The car in mention that hadn't been touched in months and had collected a thick layer of dust from being hidden in the garage, it made me feel guilty and at fault for being so sluggish but nonetheless I shook the memories from my brain and jumped in. I'm getting there, it's quite the jump from going to disconsolate to extroverted in a matter of days. It feels significantly better to be myself than it is to hide myself, I just needed to venture outside my comfort zone to find that out.
One thing that hasn't been significantly better is my anxiety and PTSD. Every second of the day, my heart beats like a drum at the smallest things, like a stranger accidentally touching my hand when walking past me in a crowd or even paying for something at a shop. My mind is full of overthinking thoughts and preposterous events that would never happen in a lifetime. And there's always butterflies, or what i would like to call them - moths - knawing at my stomach, causing an immense flutter but not a fun one.
For my PTSD, my nightmares have been occurring. Becoming worse each night, even before I was diagnosed, my nightmares had never been so terrible. I wake up every night in a pool of sweat, with my breath shaky and heartbeat up far too high. My doctor is suggesting me to try a higher dosage of my medicine but the medicine just makes me even more paranoid.
Sorry, rambling! Again.
As I'm stuck at the busy red light, just a right turn from the mall - I then begin to think about what my friends would want as a gift, Corey, Sam and Stas. There was a reason I had left these three perfect humans last. They are so utterly hard to buy for! The light flashes a bright green and I turn right into the parking lot. It was dead, only three full rows of cars which was surprising as this mall is bustling every other day.

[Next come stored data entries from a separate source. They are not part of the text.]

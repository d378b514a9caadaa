//! User service - reads of the signed-in user.

use async_trait::async_trait;
use std::sync::Arc;
use uuid::Uuid;

use crate::domain::User;
use crate::errors::{AppResult, OptionExt};
use crate::infra::UnitOfWork;

#[async_trait]
pub trait UserService: Send + Sync {
    /// Get user by ID
    async fn get_user(&self, id: Uuid) -> AppResult<User>;
}

/// Concrete implementation of UserService using Unit of Work.
pub struct UserManager<U: UnitOfWork> {
    uow: Arc<U>,
}

impl<U: UnitOfWork> UserManager<U> {
    pub fn new(uow: Arc<U>) -> Self {
        Self { uow }
    }
}

#[async_trait]
impl<U: UnitOfWork> UserService for UserManager<U> {
    async fn get_user(&self, id: Uuid) -> AppResult<User> {
        self.uow.users().find_by_id(id).await?.ok_or_not_found()
    }
}

#[cfg(test)]
mod tests {
    use super::*;
    use crate::domain::ExternalProfile;
    use crate::errors::AppError;
    use crate::infra::{InMemoryPersistence, UserRepository};

    #[tokio::test]
    async fn test_get_user() {
        let uow = Arc::new(InMemoryPersistence::new());
        let user = User::from_profile(&ExternalProfile::new("g-1", "a@x.com", "A B", None));
        uow.store().create(user.clone()).await.unwrap();

        let service = UserManager::new(uow);

        assert_eq!(service.get_user(user.id).await.unwrap(), user);
        assert!(matches!(
            service.get_user(Uuid::new_v4()).await,
            Err(AppError::NotFound)
        ));
    }
}
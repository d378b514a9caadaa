//! User database entity for SeaORM.

use sea_orm::entity::prelude::*;

use crate::domain::User;

#[derive(Clone, Debug, PartialEq, Eq, DeriveEntityModel)]
#[sea_orm(table_name = "users")]
pub struct Model {
    #[sea_orm(primary_key, auto_increment = false)]
    pub id: Uuid,
    /// Provider subject id (NULL = no external identity linked)
    #[sea_orm(unique)]
    pub external_id: Option<String>,
    /// Lower-cased local username (NULL = no local credential)
    pub username: Option<String>,
    pub password_hash: Option<String>,
    pub email: String,
    pub name: String,
    pub first_name: String,
    pub last_name: String,
    pub avatar: Option<String>,
    pub created_at: DateTimeUtc,
    pub updated_at: DateTimeUtc,
}

#[derive(Copy, Clone, Debug, EnumIter, DeriveRelation)]
pub enum Relation {}

impl ActiveModelBehavior for ActiveModel {}

/// Convert database model to domain entity
impl From<Model> for User {
    fn from(model: Model) -> Self {
        User {
            id: model.id,
            external_id: model.external_id,
            username: model.username,
            password_hash: model.password_hash,
            email: model.email,
            name: model.name,
            first_name: model.first_name,
            last_name: model.last_name,
            avatar: model.avatar,
            created_at: model.created_at,
            updated_at: model.updated_at,
        }
    }
}

/// Convert domain entity to a fully populated active model
impl From<User> for ActiveModel {
    fn from(user: User) -> Self {
        use sea_orm::Set;

        ActiveModel {
            id: Set(user.id),
            external_id: Set(user.external_id),
            username: Set(user.username),
            password_hash: Set(user.password_hash),
            email: Set(user.email),
            name: Set(user.name),
            first_name: Set(user.first_name),
            last_name: Set(user.last_name),
            avatar: Set(user.avatar),
            created_at: Set(user.created_at),
            updated_at: Set(user.updated_at),
        }
    }
}
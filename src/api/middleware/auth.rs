//! JWT authentication middleware.

use axum::{
    extract::{Request, State},
    http::header::AUTHORIZATION,
    middleware::Next,
    response::Response,
};
use uuid::Uuid;

use crate::api::AppState;
use crate::config::BEARER_TOKEN_PREFIX;
use crate::errors::AppError;
use crate::services::Claims;

/// Authenticated user extracted from JWT token
#[derive(Clone, Debug)]
pub struct CurrentUser {
    pub id: Uuid,
    pub email: String,
    /// Verified claims, kept for logout
    pub claims: Claims,
}

impl From<Claims> for CurrentUser {
    fn from(claims: Claims) -> Self {
        Self {
            id: claims.sub,
            email: claims.email.clone(),
            claims,
        }
    }
}

/// JWT authentication middleware.
///
/// Extracts and validates the JWT token from the Authorization header,
/// rejects revoked tokens, then injects the CurrentUser into the request
/// extensions.
pub async fn auth_middleware(
    State(state): State<AppState>,
    mut request: Request,
    next: Next,
) -> Result<Response, AppError> {
    let auth_header = request
        .headers()
        .get(AUTHORIZATION)
        .and_then(|h| h.to_str().ok())
        .ok_or(AppError::Unauthorized)?;

    let token = auth_header
        .strip_prefix(BEARER_TOKEN_PREFIX)
        .ok_or(AppError::Unauthorized)?;

    let claims = state.tokens.verify_token(token).await?;

    request.extensions_mut().insert(CurrentUser::from(claims));

    Ok(next.run(request).await)
}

I drove closer to the front of the mall and parked close to the front door, inches away. I jumped out of my car with still no call to action. I pondered as I wandered into the shop. I had an inkling of an gift for Stas, makeup. Stas was so incredibly talented and was flawless at doing her makeup. She had been muttering yesterday that she had been running out of her favourite products.

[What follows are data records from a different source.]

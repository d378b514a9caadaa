//! In-memory storage implementations.
//!
//! Same contracts and uniqueness rules as the Postgres and Redis backends,
//! for tests and local runs without infrastructure.

use async_trait::async_trait;
use std::collections::HashMap;
use std::sync::atomic::{AtomicUsize, Ordering};
use std::sync::Arc;
use tokio::sync::Mutex;
use tokio::time::{Duration, Instant};
use uuid::Uuid;

use super::repositories::UserRepository;
use super::session_store::SessionStore;
use super::unit_of_work::{TransactionContext, TxFuture, UnitOfWork};
use crate::domain::User;
use crate::errors::{AppError, AppResult};

type Rows = HashMap<Uuid, User>;

/// In-memory user table
#[derive(Default)]
pub struct InMemoryUserStore {
    rows: Mutex<Rows>,
    /// Rows written inside a transaction, replayed on commit
    journal: Option<Mutex<Vec<User>>>,
    writes: AtomicUsize,
}

impl InMemoryUserStore {
    pub fn new() -> Self {
        Self::default()
    }

    fn transactional(rows: Rows) -> Self {
        Self {
            rows: Mutex::new(rows),
            journal: Some(Mutex::new(Vec::new())),
            writes: AtomicUsize::new(0),
        }
    }

    /// Number of rows
    pub async fn len(&self) -> usize {
        self.rows.lock().await.len()
    }

    pub async fn is_empty(&self) -> bool {
        self.rows.lock().await.is_empty()
    }

    /// Every stored row, in no particular order
    pub async fn all(&self) -> Vec<User> {
        self.rows.lock().await.values().cloned().collect()
    }

    /// Committed row writes (inserts and updates) so far
    pub fn writes(&self) -> usize {
        self.writes.load(Ordering::SeqCst)
    }

    async fn find_where<P>(&self, predicate: P) -> AppResult<Option<User>>
    where
        P: Fn(&User) -> bool + Send,
    {
        let rows = self.rows.lock().await;
        Ok(rows.values().find(|u| predicate(u)).cloned())
    }

    async fn write(&self, user: User, is_insert: bool) -> AppResult<User> {
        let mut rows = self.rows.lock().await;

        match (is_insert, rows.contains_key(&user.id)) {
            (true, true) => return Err(AppError::conflict("User")),
            (false, false) => return Err(AppError::NotFound),
            _ => {}
        }
        check_unique(&rows, &user)?;

        rows.insert(user.id, user.clone());
        self.writes.fetch_add(1, Ordering::SeqCst);
        if let Some(journal) = &self.journal {
            journal.lock().await.push(user.clone());
        }

        Ok(user)
    }

    async fn commit(&self, working: InMemoryUserStore) {
        let journal = match working.journal {
            Some(journal) => journal.into_inner(),
            None => return,
        };

        let mut rows = self.rows.lock().await;
        for user in journal {
            rows.insert(user.id, user);
            self.writes.fetch_add(1, Ordering::SeqCst);
        }
    }
}

/// Same rules as the partial unique indexes in the schema.
fn check_unique(rows: &Rows, candidate: &User) -> AppResult<()> {
    let username = candidate
        .username
        .as_deref()
        .filter(|u| !u.is_empty())
        .map(str::to_lowercase);

    for other in rows.values().filter(|u| u.id != candidate.id) {
        if let (Some(mine), Some(theirs)) = (&username, other.username.as_deref()) {
            if *mine == theirs.to_lowercase() {
                return Err(AppError::UsernameTaken);
            }
        }
        if candidate.external_id.is_some() && candidate.external_id == other.external_id {
            return Err(AppError::conflict("External identity"));
        }
        if candidate.external_id.is_none()
            && other.external_id.is_none()
            && candidate.email == other.email
        {
            return Err(AppError::EmailAlreadyRegistered);
        }
    }

    Ok(())
}

#[async_trait]
impl UserRepository for InMemoryUserStore {
    async fn find_by_id(&self, id: Uuid) -> AppResult<Option<User>> {
        Ok(self.rows.lock().await.get(&id).cloned())
    }

    async fn find_by_external_id(&self, external_id: &str) -> AppResult<Option<User>> {
        self.find_where(|u| u.external_id.as_deref() == Some(external_id))
            .await
    }

    async fn find_by_username(&self, username: &str) -> AppResult<Option<User>> {
        self.find_where(|u| u.username.as_deref() == Some(username))
            .await
    }

    async fn find_local_by_email(&self, email: &str) -> AppResult<Option<User>> {
        self.find_where(|u| u.email == email && u.external_id.is_none())
            .await
    }

    async fn find_linked_by_email(&self, email: &str) -> AppResult<Option<User>> {
        let rows = self.rows.lock().await;
        Ok(rows
            .values()
            .filter(|u| u.email == email && u.external_id.is_some())
            .min_by_key(|u| (u.created_at, u.id))
            .cloned())
    }

    async fn username_exists(&self, username: &str, excluding: Option<Uuid>) -> AppResult<bool> {
        let rows = self.rows.lock().await;
        Ok(rows.values().any(|u| {
            Some(u.id) != excluding
                && u.username
                    .as_deref()
                    .is_some_and(|name| !name.is_empty() && name == username)
        }))
    }

    async fn create(&self, user: User) -> AppResult<User> {
        self.write(user, true).await
    }

    async fn update(&self, user: User) -> AppResult<User> {
        self.write(user, false).await
    }
}

/// In-memory UnitOfWork.
///
/// Transactions are serialized and run against a copy of the table; the
/// copy's writes are replayed onto the table only on commit.
#[derive(Default)]
pub struct InMemoryPersistence {
    store: Arc<InMemoryUserStore>,
    tx_lock: Mutex<()>,
}

impl InMemoryPersistence {
    pub fn new() -> Self {
        Self::default()
    }

    /// The committed table, for assertions
    pub fn store(&self) -> Arc<InMemoryUserStore> {
        self.store.clone()
    }

    async fn execute_transaction<F, T>(&self, f: F) -> AppResult<T>
    where
        F: for<'a> FnOnce(TransactionContext<'a>) -> TxFuture<'a, T> + Send,
        T: Send,
    {
        let _serialized = self.tx_lock.lock().await;

        let snapshot = self.store.rows.lock().await.clone();
        let working = InMemoryUserStore::transactional(snapshot);

        let result = f(TransactionContext::new(&working)).await;

        if result.is_ok() {
            self.store.commit(working).await;
        }
        result
    }
}

#[async_trait]
impl UnitOfWork for InMemoryPersistence {
    fn users(&self) -> Arc<dyn UserRepository> {
        self.store.clone()
    }

    async fn transaction<F, T>(&self, f: F) -> AppResult<T>
    where
        F: for<'a> FnOnce(TransactionContext<'a>) -> TxFuture<'a, T> + Send,
        T: Send,
    {
        self.execute_transaction(f).await
    }
}

/// In-memory SessionStore with expiring entries
#[derive(Default)]
pub struct MemorySessionStore {
    revoked: Mutex<HashMap<String, Instant>>,
    oauth_states: Mutex<HashMap<String, Instant>>,
    counters: Mutex<HashMap<String, (u64, Instant)>>,
}

impl MemorySessionStore {
    pub fn new() -> Self {
        Self::default()
    }

    /// Live entries across all maps
    pub async fn len(&self) -> usize {
        self.revoked.lock().await.len()
            + self.oauth_states.lock().await.len()
            + self.counters.lock().await.len()
    }

    pub async fn is_empty(&self) -> bool {
        self.len().await == 0
    }
}

fn expiry(ttl_seconds: u64) -> Instant {
    Instant::now() + Duration::from_secs(ttl_seconds)
}

/// Drop lapsed entries so the maps stay bounded by live keys.
fn prune<V>(entries: &mut HashMap<String, V>, expires: impl Fn(&V) -> Instant) {
    let now = Instant::now();
    entries.retain(|_, v| expires(v) > now);
}

#[async_trait]
impl SessionStore for MemorySessionStore {
    async fn revoke_token(&self, jti: &str, ttl_seconds: u64) -> AppResult<()> {
        let mut revoked = self.revoked.lock().await;
        prune(&mut *revoked, |expires| *expires);
        revoked.insert(jti.to_string(), expiry(ttl_seconds));
        Ok(())
    }

    async fn is_token_revoked(&self, jti: &str) -> AppResult<bool> {
        let revoked = self.revoked.lock().await;
        Ok(revoked
            .get(jti)
            .is_some_and(|expires| *expires > Instant::now()))
    }

    async fn save_oauth_state(&self, state: &str, ttl_seconds: u64) -> AppResult<()> {
        let mut states = self.oauth_states.lock().await;
        prune(&mut *states, |expires| *expires);
        states.insert(state.to_string(), expiry(ttl_seconds));
        Ok(())
    }

    async fn take_oauth_state(&self, state: &str) -> AppResult<bool> {
        let removed = self.oauth_states.lock().await.remove(state);
        Ok(removed.is_some_and(|expires| expires > Instant::now()))
    }

    async fn check_rate_limit(
        &self,
        identifier: &str,
        max_requests: u64,
        window_seconds: u64,
    ) -> AppResult<(u64, bool)> {
        let mut counters = self.counters.lock().await;
        let now = Instant::now();
        prune(&mut *counters, |(_, window_end)| *window_end);

        let entry = counters
            .entry(identifier.to_string())
            .or_insert((0, expiry(window_seconds)));
        if entry.1 <= now {
            *entry = (0, expiry(window_seconds));
        }
        entry.0 += 1;

        Ok((entry.0, entry.0 <= max_requests))
    }

    async fn ping(&self) -> AppResult<()> {
        Ok(())
    }
}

Products that would certainly break my bank account however anything for my darling Stas.
Stas had always been so welcoming with me and so genuine. She always had the brightest and most brilliant smile on her face, her laugh was also so admiring and endearing. Stas was always checking up on me and bringing me homemade dishes up to my room after my unwanted visit from Kansas. She was understanding and never pushed me - until enough became enough. She pushed for me to get better and persisted, and that was what I really needed to get better.

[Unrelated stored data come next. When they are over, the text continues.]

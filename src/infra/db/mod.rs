//! Postgres connection pool and schema migrations for the users table.

use std::collections::HashSet;
use std::time::Duration;

use sea_orm::{
    ConnectOptions, ConnectionTrait, Database as SeaDatabase, DatabaseConnection, DbErr,
    EntityTrait, Statement,
};
use sea_orm_migration::{seaql_migrations, MigratorTrait};

use crate::config::{Config, DB_ACQUIRE_TIMEOUT_SECONDS, DB_MAX_CONNECTIONS};

pub mod migrations;

pub use migrations::Migrator;

#[derive(Clone)]
pub struct Database {
    connection: DatabaseConnection,
}

impl Database {
    /// Open the pool and bring the users schema up to date.
    pub async fn connect(config: &Config) -> Result<Self, DbErr> {
        let db = Self::connect_without_migrations(config).await?;

        Migrator::up(&db.connection, None).await.inspect_err(|e| {
            tracing::error!(error = %e, "Failed to apply migrations");
        })?;

        tracing::info!("Users schema is current");
        Ok(db)
    }

    /// Open the pool only. The migrate command drives the schema itself.
    pub async fn connect_without_migrations(config: &Config) -> Result<Self, DbErr> {
        let mut options = ConnectOptions::new(config.database_url.clone());
        options
            .max_connections(DB_MAX_CONNECTIONS)
            .acquire_timeout(Duration::from_secs(DB_ACQUIRE_TIMEOUT_SECONDS))
            .sqlx_logging(false);

        let connection = SeaDatabase::connect(options).await?;
        Ok(Self { connection })
    }

    pub fn get_connection(&self) -> DatabaseConnection {
        self.connection.clone()
    }

    pub async fn run_migrations(&self) -> Result<(), DbErr> {
        Migrator::up(&self.connection, None).await
    }

    /// Roll back the most recent migration.
    pub async fn rollback_migration(&self) -> Result<(), DbErr> {
        Migrator::down(&self.connection, Some(1)).await
    }

    /// Every known migration paired with whether it has been applied.
    pub async fn migration_status(&self) -> Result<Vec<(String, bool)>, DbErr> {
        let applied: HashSet<String> = seaql_migrations::Entity::find()
            .all(&self.connection)
            .await?
            .into_iter()
            .map(|m| m.version)
            .collect();

        Ok(Migrator::migrations()
            .iter()
            .map(|m| {
                let name = m.name().to_string();
                let done = applied.contains(&name);
                (name, done)
            })
            .collect())
    }

    /// Drop all tables and re-run every migration.
    pub async fn fresh_migrations(&self) -> Result<(), DbErr> {
        Migrator::fresh(&self.connection).await
    }

    pub async fn ping(&self) -> Result<(), DbErr> {
        let backend = self.connection.get_database_backend();
        self.connection
            .execute(Statement::from_string(backend, "SELECT 1"))
            .await
            .map(|_| ())
    }
}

I waltzed into Sephora, glancing over the thousands of products. She had ran out of her Nars foundation, Gisou hair oil and Kosas concealer. I browsed the store for the items, picking them up one by one when finding them. I placed them in my basket and stalked over to the cashier anxiously. I paid for the items, creating small talk with the lovely worker and wishing her a nice Christmas break when leaving.
Once out of Sephora, a grateful breath of relief fell from my lips. It was busy in there and the music was blaring into my ears! It was done now though, my next person is Sam. Sam's a wonderful and charming friend. Invested in the paranormal world, like Colby - of course but he has a true love for running. He recently ran a marathon, which is unbelievable and a serious effort. He filmed it and his friends were invited to run with him for every segment, I was one of them. In no shape or form am I a runner but it was empowering for the short time I was in the video. It felt freeing, I could see why he enjoys running. However after that video his running shoes were ruined.